A 24-year-old Leesburg man will spend 13 years behind bars for causing the death of his infant daughter in October 2014.
After hearing from three witnesses in Loudoun County Circuit Court on Wednesday, Judge Jeanette Irby upheld the jury’s sentencing recommendation for Diamante Travon Ellis. He was sentenced to eight years on a felony homicide conviction and five years on child abuse and neglect conviction. He must also undergo post-release supervision, as well as counseling and treatment as recommended.
After a seven-day trial in March, Ellis was convicted on charges of second-degree murder, child abuse and neglect, and felony murder. Prosecutors later dismissed the second-degree murder charge, which was duplicative of the felony murder conviction.
The investigation began the night of Oct. 2, 2014, when Ellis and his grandfather brought the unconscious infant to the emergency room at the Inova Loudoun Medical Campus in Leesburg. The child then was flown to Children’s National Medical Hospital in Washington. After three days on life support, Devyn died Oct. 5.

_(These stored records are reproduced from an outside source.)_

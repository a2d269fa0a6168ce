use crate::incremental::IncrementalIndex;
use glossa_core::BackendError;
use glossa_core::text::normalize_index_key;
use glossa_core::types::ResultItem;
use std::path::Path;

/// Headwords sorted by normalized sort key, then priority, then path.
pub struct PrefixIndex {
    entries: Vec<(String, ResultItem)>,
}

impl PrefixIndex {
    pub fn new(items: impl IntoIterator<Item = ResultItem>) -> Self {
        let mut entries: Vec<(String, ResultItem)> = items
            .into_iter()
            .map(|item| (normalize_index_key(&item.sort_key), item))
            .collect();
        entries.sort_by(|(ka, a), (kb, b)| {
            ka.cmp(kb)
                .then(a.priority.cmp(&b.priority))
                .then_with(|| a.path.cmp(&b.path))
        });
        Self { entries }
    }

    /// Loads a JSON-lines file of [`ResultItem`]s.
    pub fn open(path: &Path) -> Result<Self, BackendError> {
        let items: Vec<ResultItem> = super::read_json_lines(path)?;
        Ok(Self::new(items))
    }

    pub fn len(&self) -> usize {
        self.entries.len()
    }

    pub fn is_empty(&self) -> bool {
        self.entries.is_empty()
    }
}

impl IncrementalIndex for PrefixIndex {
    fn search(&self, key: &str, limit: usize) -> Result<Vec<ResultItem>, BackendError> {
        let needle = normalize_index_key(key);
        if needle.is_empty() {
            return Ok(Vec::new());
        }

        let start = self
            .entries
            .partition_point(|(sort_key, _)| sort_key.as_str() < needle.as_str());

        Ok(self.entries[start..]
            .iter()
            .take_while(|(sort_key, _)| sort_key.starts_with(&needle))
            .take(limit)
            .map(|(_, item)| item.clone())
            .collect())
    }
}
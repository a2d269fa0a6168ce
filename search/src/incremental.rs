//! Synchronous prefix search on the typing path.

use glossa_core::BackendError;
use glossa_core::types::ResultItem;
use log::{debug, warn};
use std::sync::Arc;

/// Query contract of the incremental (prefix) index.
///
/// Implementations must return without suspending; the call runs on every
/// keystroke. Results come back in the index's own order and are not re-sorted.
pub trait IncrementalIndex: Send + Sync {
    fn search(&self, key: &str, limit: usize) -> Result<Vec<ResultItem>, BackendError>;
}

/// Wraps the incremental index, mapping every failure to an absent result.
#[derive(Clone, Default)]
pub struct IncrementalSearchClient {
    index: Option<Arc<dyn IncrementalIndex>>,
}

impl IncrementalSearchClient {
    pub fn new(index: Option<Arc<dyn IncrementalIndex>>) -> Self {
        Self { index }
    }

    pub fn is_attached(&self) -> bool {
        self.index.is_some()
    }

    /// Returns `None` when the index is absent or broken.
    pub fn search(&self, key: &str, limit: usize) -> Option<Vec<ResultItem>> {
        let index = self.index.as_ref()?;
        match index.search(key, limit) {
            Ok(results) => {
                debug!("incremental search {key:?}: {} hits", results.len());
                Some(results)
            }
            Err(err) => {
                warn!("incremental search {key:?} failed: {err}");
                None
            }
        }
    }

    /// Drops the backend handle.
    pub fn release(&mut self) {
        self.index = None;
    }
}
use crate::types::AppConfigError;
use thiserror::Error;

pub type Result<T> = std::result::Result<T, Error>;

#[derive(Error, Debug)]
pub enum Error {
    #[error("config error: {0}")]
    Config(#[from] AppConfigError),
}

/// Failure reported by a search backend.
///
/// The search clients turn every variant into an absent result set, so these
/// never reach the UI sink as errors.
#[derive(Error, Debug, Clone, PartialEq, Eq)]
pub enum BackendError {
    /// The index does not exist or was never built.
    #[error("index not available: {0}")]
    Unavailable(String),

    /// The index exists but cannot be read.
    #[error("index is corrupt: {0}")]
    Corrupt(String),

    /// The backend rejected the query itself.
    #[error("invalid query: {0}")]
    Query(String),
}

impl BackendError {
    pub fn is_unavailable(&self) -> bool {
        matches!(self, BackendError::Unavailable(_))
    }
}
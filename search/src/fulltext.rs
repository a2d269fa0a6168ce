//! Background worker thread for full-text queries.
//!
//! The worker owns nothing but the index handle. Jobs go in over one channel,
//! completions come back over another, and the loop that owns the controller
//! drains them. A new request or `cancel()` bumps the shared "latest"
//! generation so queued stale jobs are skipped before they reach the index;
//! results of a job that was already running are dropped by the controller
//! through [`FullTextSearchClient::accept`].

use glossa_core::BackendError;
use glossa_core::types::{ItemKinds, ResultItem};
use log::{debug, warn};
use std::sync::Arc;
use std::sync::atomic::{AtomicU64, Ordering};
use std::sync::mpsc::{self, Receiver, RecvTimeoutError, Sender, TryRecvError};
use std::thread::{self, JoinHandle};
use std::time::Duration;

/// Query contract of the full-text index.
///
/// `limit` of `None` means unbounded.
pub trait FullTextIndex: Send + Sync {
    fn query(
        &self,
        primary: &str,
        secondary: Option<&str>,
        kinds: &ItemKinds,
        limit: Option<usize>,
    ) -> Result<Vec<ResultItem>, BackendError>;
}

#[derive(Debug, Clone, PartialEq, Eq)]
pub struct FullTextRequest {
    pub primary: String,
    pub secondary: Option<String>,
    pub item_kinds: ItemKinds,
    /// Forwarded to the index as `limit + 1` so callers can tell "exactly at
    /// the limit" from "more exist".
    pub limit: Option<usize>,
    /// Combine with the incremental results instead of replacing them.
    pub merge: bool,
}

/// Generation of an accepted request.
#[derive(Debug, Clone, Copy, PartialEq, Eq, Hash, PartialOrd, Ord)]
pub struct RequestToken(pub(crate) u64);

const NO_REQUEST: u64 = 0;

#[derive(Debug)]
pub struct Completion {
    pub token: RequestToken,
    pub merge: bool,
    pub outcome: Result<Vec<ResultItem>, BackendError>,
}

/// Why a completion was not handed to the controller.
#[derive(Debug, Clone, Copy, PartialEq, Eq)]
pub enum Discard {
    /// A newer request was issued after this one.
    Superseded,
    /// The request was cancelled and nothing replaced it.
    Cancelled,
}

enum Job {
    Query {
        token: RequestToken,
        request: FullTextRequest,
    },
    Shutdown,
}

pub struct FullTextSearchClient {
    jobs: Option<Sender<Job>>,
    completions: Receiver<Completion>,
    latest: Arc<AtomicU64>,
    next_generation: u64,
    current: Option<RequestToken>,
    worker: Option<JoinHandle<()>>,
}

/// Create operations.
impl FullTextSearchClient {
    /// Starts the worker thread for `index`.
    pub fn spawn(index: Arc<dyn FullTextIndex>) -> Self {
        let (job_tx, job_rx) = mpsc::channel::<Job>();
        let (completion_tx, completion_rx) = mpsc::channel::<Completion>();
        let latest = Arc::new(AtomicU64::new(NO_REQUEST));

        let worker_latest = latest.clone();
        let worker = thread::spawn(move || {
            worker_loop(index, job_rx, completion_tx, worker_latest);
        });

        Self {
            jobs: Some(job_tx),
            completions: completion_rx,
            latest,
            next_generation: NO_REQUEST,
            current: None,
            worker: Some(worker),
        }
    }

    /// A client without a backend; every request is refused.
    pub fn detached() -> Self {
        let (_completion_tx, completion_rx) = mpsc::channel::<Completion>();
        Self {
            jobs: None,
            completions: completion_rx,
            latest: Arc::new(AtomicU64::new(NO_REQUEST)),
            next_generation: NO_REQUEST,
            current: None,
            worker: None,
        }
    }
}

/// Request operations.
impl FullTextSearchClient {
    pub fn is_attached(&self) -> bool {
        self.jobs.is_some()
    }

    pub fn current(&self) -> Option<RequestToken> {
        self.current
    }

    /// Issues `request`, superseding any previous one.
    ///
    /// Returns `None` when no backend is attached or the worker has gone away.
    pub fn update_query(&mut self, request: FullTextRequest) -> Option<RequestToken> {
        let jobs = self.jobs.as_ref()?;

        self.next_generation += 1;
        let token = RequestToken(self.next_generation);
        self.latest.store(token.0, Ordering::Release);

        if jobs.send(Job::Query { token, request }).is_err() {
            warn!("full-text worker is gone; dropping request");
            self.jobs = None;
            self.current = None;
            return None;
        }

        self.current = Some(token);
        Some(token)
    }

    /// Drops the current request. Safe to call at any time.
    pub fn cancel(&mut self) {
        if let Some(token) = self.current.take() {
            debug!("cancelling full-text request {token:?}");
        }
        self.latest.store(NO_REQUEST, Ordering::Release);
    }

    /// Checks a completion against the current request.
    ///
    /// A matching completion clears the current request.
    pub fn accept(&mut self, completion: Completion) -> Result<Completion, Discard> {
        match self.current {
            Some(token) if token == completion.token => {
                self.current = None;
                Ok(completion)
            }
            Some(_) => Err(Discard::Superseded),
            None => Err(Discard::Cancelled),
        }
    }

    pub fn try_recv(&self) -> Option<Completion> {
        match self.completions.try_recv() {
            Ok(completion) => Some(completion),
            Err(TryRecvError::Empty | TryRecvError::Disconnected) => None,
        }
    }

    pub fn recv_timeout(&self, timeout: Duration) -> Option<Completion> {
        match self.completions.recv_timeout(timeout) {
            Ok(completion) => Some(completion),
            Err(RecvTimeoutError::Timeout | RecvTimeoutError::Disconnected) => None,
        }
    }

    /// Stops the worker without waiting for a running query to finish.
    pub fn shutdown(&mut self) {
        self.cancel();
        if let Some(jobs) = self.jobs.take() {
            let _ = jobs.send(Job::Shutdown);
        }
        // Detach; a running query finishes on its own and its result is dropped.
        self.worker.take();
    }
}

impl Drop for FullTextSearchClient {
    fn drop(&mut self) {
        self.shutdown();
    }
}

fn worker_loop(
    index: Arc<dyn FullTextIndex>,
    jobs: Receiver<Job>,
    completions: Sender<Completion>,
    latest: Arc<AtomicU64>,
) {
    for job in jobs {
        match job {
            Job::Query { token, request } => {
                if latest.load(Ordering::Acquire) != token.0 {
                    debug!("skipping superseded full-text request {token:?}");
                    continue;
                }

                let limit = request.limit.map(|limit| limit.saturating_add(1));
                let outcome = index.query(
                    &request.primary,
                    request.secondary.as_deref(),
                    &request.item_kinds,
                    limit,
                );

                let completion = Completion {
                    token,
                    merge: request.merge,
                    outcome,
                };
                if completions.send(completion).is_err() {
                    break;
                }
            }
            Job::Shutdown => break,
        }
    }
}

#[cfg(test)]
mod tests {
    use super::*;
    use std::sync::Mutex;

    #[derive(Default)]
    struct Recording {
        limits: Mutex<Vec<Option<usize>>>,
    }

    impl FullTextIndex for Recording {
        fn query(
            &self,
            primary: &str,
            _secondary: Option<&str>,
            _kinds: &ItemKinds,
            limit: Option<usize>,
        ) -> Result<Vec<ResultItem>, BackendError> {
            self.limits.lock().unwrap().push(limit);
            if primary == "broken" {
                return Err(BackendError::Corrupt("segment missing".to_string()));
            }
            Ok(Vec::new())
        }
    }

    fn request(primary: &str, limit: Option<usize>) -> FullTextRequest {
        FullTextRequest {
            primary: primary.to_string(),
            secondary: None,
            item_kinds: ItemKinds::any(),
            limit,
            merge: true,
        }
    }

    const WAIT: Duration = Duration::from_secs(5);

    #[test]
    fn test_detached_client_refuses_requests() {
        let mut client = FullTextSearchClient::detached();

        assert!(!client.is_attached());
        assert_eq!(client.update_query(request("word", Some(10))), None);
        assert!(client.recv_timeout(Duration::from_millis(1)).is_none());
    }

    #[test]
    fn test_limit_is_forwarded_plus_one() {
        let index = Arc::new(Recording::default());
        let mut client = FullTextSearchClient::spawn(index.clone());

        let token = client.update_query(request("word", Some(10))).unwrap();
        let completion = client.recv_timeout(WAIT).unwrap();
        assert_eq!(completion.token, token);

        let token = client.update_query(request("word", None)).unwrap();
        let completion = client.recv_timeout(WAIT).unwrap();
        assert_eq!(completion.token, token);

        assert_eq!(*index.limits.lock().unwrap(), vec![Some(11), None]);
    }

    #[test]
    fn test_current_completion_is_accepted_once() {
        let mut client = FullTextSearchClient::spawn(Arc::new(Recording::default()));
        let token = client.update_query(request("word", Some(10))).unwrap();

        let completion = client.recv_timeout(WAIT).unwrap();
        let accepted = client.accept(completion).unwrap();
        assert_eq!(accepted.token, token);
        assert_eq!(client.current(), None);

        let replay = Completion {
            token,
            merge: true,
            outcome: Ok(Vec::new()),
        };
        assert_eq!(client.accept(replay).unwrap_err(), Discard::Cancelled);
    }

    #[test]
    fn test_older_completion_is_superseded() {
        let mut client = FullTextSearchClient::spawn(Arc::new(Recording::default()));
        let first = client.update_query(request("wor", Some(10))).unwrap();
        let second = client.update_query(request("word", Some(10))).unwrap();
        assert!(first < second);

        let stale = Completion {
            token: first,
            merge: true,
            outcome: Ok(Vec::new()),
        };
        assert_eq!(client.accept(stale).unwrap_err(), Discard::Superseded);
        assert_eq!(client.current(), Some(second));
    }

    #[test]
    fn test_cancel_discards_late_result() {
        let mut client = FullTextSearchClient::spawn(Arc::new(Recording::default()));
        let token = client.update_query(request("word", Some(10))).unwrap();
        client.cancel();
        client.cancel();

        let late = Completion {
            token,
            merge: true,
            outcome: Ok(Vec::new()),
        };
        assert_eq!(client.accept(late).unwrap_err(), Discard::Cancelled);
    }

    #[test]
    fn test_backend_error_is_delivered_as_outcome() {
        let mut client = FullTextSearchClient::spawn(Arc::new(Recording::default()));
        client.update_query(request("broken", Some(10))).unwrap();

        let completion = client.recv_timeout(WAIT).unwrap();
        let accepted = client.accept(completion).unwrap();
        assert!(matches!(accepted.outcome, Err(BackendError::Corrupt(_))));
    }

    #[test]
    fn test_shutdown_refuses_further_requests() {
        let mut client = FullTextSearchClient::spawn(Arc::new(Recording::default()));
        client.shutdown();
        client.shutdown();

        assert!(!client.is_attached());
        assert_eq!(client.update_query(request("word", Some(10))), None);
    }
}
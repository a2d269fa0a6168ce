//! Shared types for the Glossa dictionary lookup engine.
//!
//! Holds the data model exchanged between the search backends and the query
//! controller, the error taxonomy, the persisted configuration and the text
//! normalization helpers the backends and the controller must agree on.

pub mod error;
pub mod text;
pub mod types;

pub use error::{BackendError, Error, Result};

When questioned by Leesburg Police detectives, Ellis gave differing stories about what caused her injuries, finally saying the he dropped her onto a bathroom floor. A year after her death, Ellis was charged in the case. He has been jailed since October 2015.
In court Wednesday, defense attorneys urged the judge to lighten the sentence, and presented three witnesses to support their description of Ellis as a caring father and brother.
On the stand, Ellis’ 17-year-old sister, Kiana Ellis, described her older brother as goofy, loving and the one who would break up family arguments. “He was just always there, ya know, in the way he needed to be. … That was him,” she said.
His 23-year-old sister, Preasha Ellis, said her older brother—and the entire family—loved and cared for baby Devyn. “That child meant the world to us. People say they know what happened, but they don’t know. They weren’t there. That’s not fair to us,” she said. “We did everything for that child, even for the mom.”
A third witness, Raphael Madina, said he’d knew Diamante Travon Ellis since he was a kid and had worked with him for two and a half years. “I’ve absolutely never had a problem with him,” he said, adding that Ellis was often around his daughters and only treated them with respect.
Before Judge Irby handed down the sentence, she asked Ellis if he had anything to say. “I’ve always been a good father to my kids. … I’m always loving and have good intentions,” he said. He later added, “I will do my best to rehabilitate myself and try to be a good inmate.”
Judge Irby told Ellis that, based on testimony from his family members and others who know him well, he is a respectful young man and even a caring father. “Devyn meant the world to you and to your family,” she said.
But she said she couldn’t get past the evidence photos of his home. One was of the bathroom, where he had said he dropped his daughter accidentally. Irby noted that the bathroom didn’t look disheveled, but even tidy. The other was of a bedroom where Ellis said he and his daughter spent most their time. There were prescription medicine bottles and a bottle of alcohol on the floor, as well as electrical cords and a cast-iron skillet with food.
“There was no safe place for Devyn in that room,” she said. “I don’t know what object Devyn was beat with—because that is what happened—but the bathroom doesn’t look like the place where that would have happened.”
Sentencing guidelines for Ellis charges range from 13 years six months to 20 years. The maximum sentence on the homicide charge alone would be 40 years in prison.
Irby said, “When you look at the guidelines, they show you how serious these crimes are.”